The data section start
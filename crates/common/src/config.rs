//! Application configuration.

use serde::Deserialize;
use std::path::Path;
use std::time::Duration;

/// Application configuration.
#[derive(Debug, Clone, Deserialize)]
pub struct Config {
    /// Server configuration.
    pub server: ServerConfig,
    /// Database configuration.
    pub database: DatabaseConfig,
    /// Redis configuration.
    pub redis: RedisConfig,
    /// Upstream service endpoints.
    pub services: ServicesConfig,
    /// Event bus channel names.
    #[serde(default)]
    pub bus: BusConfig,
    /// Background job queue settings.
    #[serde(default)]
    pub jobs: JobsConfig,
    /// Engagement policies.
    #[serde(default)]
    pub engagement: EngagementConfig,
}

/// Server configuration.
#[derive(Debug, Clone, Deserialize)]
pub struct ServerConfig {
    /// Host to bind to.
    #[serde(default = "default_host")]
    pub host: String,
    /// Port to bind to.
    #[serde(default = "default_port")]
    pub port: u16,
    /// Deadline applied to every inbound request, in seconds.
    #[serde(default = "default_request_timeout")]
    pub request_timeout_secs: u64,
}

/// Database connection configuration.
#[derive(Debug, Clone, Deserialize)]
pub struct DatabaseConfig {
    /// `PostgreSQL` connection URL.
    pub url: String,
    /// Maximum number of connections in the pool.
    #[serde(default = "default_max_connections")]
    pub max_connections: u32,
    /// Minimum number of connections in the pool.
    #[serde(default = "default_min_connections")]
    pub min_connections: u32,
}

/// Redis configuration.
#[derive(Debug, Clone, Deserialize)]
pub struct RedisConfig {
    /// Redis connection URL.
    pub url: String,
    /// Key prefix for all Redis streams.
    #[serde(default = "default_redis_prefix")]
    pub prefix: String,
    /// Approximate number of entries kept per stream.
    #[serde(default = "default_stream_max_len")]
    pub stream_max_len: i64,
}

/// Upstream HTTP services.
#[derive(Debug, Clone, Deserialize)]
pub struct ServicesConfig {
    /// Base URL of the media service.
    pub media_url: String,
    /// Base URL of the user directory.
    pub user_directory_url: String,
    /// Timeout for a single upstream call, in seconds.
    #[serde(default = "default_upstream_timeout")]
    pub upstream_timeout_secs: u64,
}

/// Channels used on the event bus.
#[derive(Debug, Clone, Deserialize)]
pub struct BusConfig {
    /// Channel for user notifications.
    #[serde(default = "default_notification_channel")]
    pub notification_channel: String,
    /// Channel for media delete commands.
    #[serde(default = "default_media_delete_channel")]
    pub media_delete_channel: String,
}

/// Background job queue configuration.
#[derive(Debug, Clone, Deserialize)]
pub struct JobsConfig {
    /// Capacity of the job channel.
    #[serde(default = "default_job_buffer")]
    pub buffer_size: usize,
    /// Maximum number of jobs processed concurrently.
    #[serde(default = "default_job_workers")]
    pub workers: usize,
    /// Upper bound on a single job, in seconds.
    #[serde(default = "default_job_timeout")]
    pub timeout_secs: u64,
}

/// What to do with a comment whose parent post does not exist.
#[derive(Debug, Clone, Copy, PartialEq, Eq, Default, Deserialize)]
#[serde(rename_all = "snake_case")]
pub enum CommentPolicy {
    /// Fail with `PostNotFound` and persist nothing.
    #[default]
    RejectMissingPost,
    /// Persist the comment and skip the owner notification.
    AcceptWithoutNotification,
}

/// What to do with a like written for a post that turns out to be absent.
#[derive(Debug, Clone, Copy, PartialEq, Eq, Default, Deserialize)]
#[serde(rename_all = "snake_case")]
pub enum OrphanLikePolicy {
    /// Undo the like write before returning `PostNotFound`.
    #[default]
    RollBack,
    /// Leave the like row in place.
    Keep,
}

/// Engagement behavior switches.
#[derive(Debug, Clone, Copy, Default, Deserialize)]
pub struct EngagementConfig {
    /// Comment creation policy.
    #[serde(default)]
    pub comment_policy: CommentPolicy,
    /// Like upsert policy for missing posts.
    #[serde(default)]
    pub orphan_like_policy: OrphanLikePolicy,
}

fn default_host() -> String {
    "0.0.0.0".to_string()
}

const fn default_port() -> u16 {
    8083
}

const fn default_request_timeout() -> u64 {
    30
}

const fn default_max_connections() -> u32 {
    20
}

const fn default_min_connections() -> u32 {
    2
}

fn default_redis_prefix() -> String {
    "posts".to_string()
}

const fn default_stream_max_len() -> i64 {
    100_000
}

const fn default_upstream_timeout() -> u64 {
    10
}

fn default_notification_channel() -> String {
    "notifications".to_string()
}

fn default_media_delete_channel() -> String {
    "media:delete".to_string()
}

const fn default_job_buffer() -> usize {
    1000
}

const fn default_job_workers() -> usize {
    4
}

const fn default_job_timeout() -> u64 {
    5
}

impl Default for BusConfig {
    fn default() -> Self {
        Self {
            notification_channel: default_notification_channel(),
            media_delete_channel: default_media_delete_channel(),
        }
    }
}

impl Default for JobsConfig {
    fn default() -> Self {
        Self {
            buffer_size: default_job_buffer(),
            workers: default_job_workers(),
            timeout_secs: default_job_timeout(),
        }
    }
}

impl ServerConfig {
    /// Request deadline as a duration.
    #[must_use]
    pub const fn request_timeout(&self) -> Duration {
        Duration::from_secs(self.request_timeout_secs)
    }
}

impl ServicesConfig {
    /// Upstream call timeout as a duration.
    #[must_use]
    pub const fn upstream_timeout(&self) -> Duration {
        Duration::from_secs(self.upstream_timeout_secs)
    }
}

impl JobsConfig {
    /// Per-job timeout as a duration.
    #[must_use]
    pub const fn timeout(&self) -> Duration {
        Duration::from_secs(self.timeout_secs)
    }
}

impl Config {
    /// Load configuration from files and environment variables.
    ///
    /// Configuration is loaded in the following order:
    /// 1. `config/default.toml`
    /// 2. `config/{environment}.toml` (based on `POSTS_ENV`)
    /// 3. Environment variables with `POSTS_` prefix
    pub fn load() -> Result<Self, config::ConfigError> {
        let env = std::env::var("POSTS_ENV").unwrap_or_else(|_| "development".to_string());

        let config = config::Config::builder()
            .add_source(config::File::with_name("config/default").required(false))
            .add_source(config::File::with_name(&format!("config/{env}")).required(false))
            .add_source(
                config::Environment::with_prefix("POSTS")
                    .separator("__")
                    .try_parsing(true),
            )
            .build()?;

        config.try_deserialize()
    }

    /// Load configuration from a specific file.
    pub fn from_file<P: AsRef<Path>>(path: P) -> Result<Self, config::ConfigError> {
        let config = config::Config::builder()
            .add_source(config::File::from(path.as_ref()))
            .add_source(
                config::Environment::with_prefix("POSTS")
                    .separator("__")
                    .try_parsing(true),
            )
            .build()?;

        config.try_deserialize()
    }
}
The data section end
Among the lines of the listing, count those holding the string "JobsConfig" and reply with the count only.

**Solution to the problem**
4